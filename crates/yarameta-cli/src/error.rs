//! Error types for yarameta-cli

/// Result type for CLI operations
pub type Result<T> = std::result::Result<T, CliError>;

/// Errors that can occur in CLI operations
#[derive(Debug, thiserror::Error)]
pub enum CliError {
    /// Error from yarameta-core
    #[error(transparent)]
    Core(#[from] yarameta_core::Error),

    /// Error from yarameta-git
    #[error(transparent)]
    Git(#[from] yarameta_git::Error),

    /// JSON serialization error
    #[error(transparent)]
    Json(#[from] serde_json::Error),

    /// User-facing error with a message
    #[error("{message}")]
    User { message: String },
}

impl CliError {
    /// Create a new user error with the given message
    pub fn user(message: impl Into<String>) -> Self {
        Self::User {
            message: message.into(),
        }
    }
}
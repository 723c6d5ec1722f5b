//! Text edits spliced into rule source on serialization.

use std::ops::Range;

/// The kind of edit operation.
#[derive(Debug, Clone, Copy, PartialEq, Eq)]
pub enum EditKind {
    /// Insert new content at a zero-width span.
    Insert,
    /// Replace the content of a span.
    Replace,
}

/// An edit operation on source text.
#[derive(Debug, Clone, PartialEq, Eq)]
pub struct Edit {
    pub kind: EditKind,
    /// Byte range in the original text
    pub span: Range<usize>,
    pub new_content: String,
}

impl Edit {
    pub fn insert(at: usize, content: impl Into<String>) -> Self {
        Self {
            kind: EditKind::Insert,
            span: at..at,
            new_content: content.into(),
        }
    }

    pub fn replace(span: Range<usize>, content: impl Into<String>) -> Self {
        Self {
            kind: EditKind::Replace,
            span,
            new_content: content.into(),
        }
    }

    /// Apply this single edit to `source`.
    pub fn apply(&self, source: &str) -> String {
        let mut result = String::with_capacity(source.len() + self.new_content.len());
        result.push_str(&source[..self.span.start]);
        result.push_str(&self.new_content);
        result.push_str(&source[self.span.end..]);
        result
    }
}

/// Apply a set of non-overlapping edits to `source`.
///
/// Spans always refer to the original text. Edits are applied back to
/// front so earlier spans stay valid; an insertion sharing its offset with
/// a replacement lands before the replaced text.
pub fn apply_all(source: &str, mut edits: Vec<Edit>) -> String {
    edits.sort_by(|a, b| {
        b.span
            .start
            .cmp(&a.span.start)
            .then_with(|| (b.kind == EditKind::Replace).cmp(&(a.kind == EditKind::Replace)))
    });

    let mut result = source.to_string();
    for edit in &edits {
        result.replace_range(edit.span.clone(), &edit.new_content);
    }
    result
}

#[cfg(test)]
mod tests {
    use super::*;
    use pretty_assertions::assert_eq;

    #[test]
    fn test_apply_single_insert() {
        let edit = Edit::insert(5, ", world");
        assert_eq!(edit.apply("hello!"), "hello, world!");
    }

    #[test]
    fn test_apply_single_replace() {
        let edit = Edit::replace(6..11, "rust");
        assert_eq!(edit.apply("hello world"), "hello rust");
    }

    #[test]
    fn test_apply_all_uses_original_offsets() {
        let source = "a = \"1\"\nb = \"2\"";
        let edits = vec![
            Edit::replace(4..7, "\"one\""),
            Edit::replace(12..15, "\"two\""),
            Edit::insert(15, "\nc = \"3\""),
        ];
        assert_eq!(
            apply_all(source, edits),
            "a = \"one\"\nb = \"two\"\nc = \"3\""
        );
    }

    #[test]
    fn test_apply_all_empty() {
        assert_eq!(apply_all("unchanged", Vec::new()), "unchanged");
    }
}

= = = =

* [TASK REQUIREMENTS]:
Set down, exactly as they stand above, the lines starting with the line with "pub type Result<T>" and going on through the line with "on source text.", and no others.

* [EXERCISE RESULT]:
pub type Result<T> = std::result::Result<T, CliError>;

/// Errors that can occur in CLI operations
#[derive(Debug, thiserror::Error)]
pub enum CliError {
    /// Error from yarameta-core
    #[error(transparent)]
    Core(#[from] yarameta_core::Error),

    /// Error from yarameta-git
    #[error(transparent)]
    Git(#[from] yarameta_git::Error),

    /// JSON serialization error
    #[error(transparent)]
    Json(#[from] serde_json::Error),

    /// User-facing error with a message
    #[error("{message}")]
    User { message: String },
}

impl CliError {
    /// Create a new user error with the given message
    pub fn user(message: impl Into<String>) -> Self {
        Self::User {
            message: message.into(),
        }
    }
}
repository 723c6d5ec1722f5b
//! Text edits spliced into rule source on serialization.

use std::ops::Range;

/// The kind of edit operation.
#[derive(Debug, Clone, Copy, PartialEq, Eq)]
pub enum EditKind {
    /// Insert new content at a zero-width span.
    Insert,
    /// Replace the content of a span.
    Replace,
}

/// An edit operation on source text.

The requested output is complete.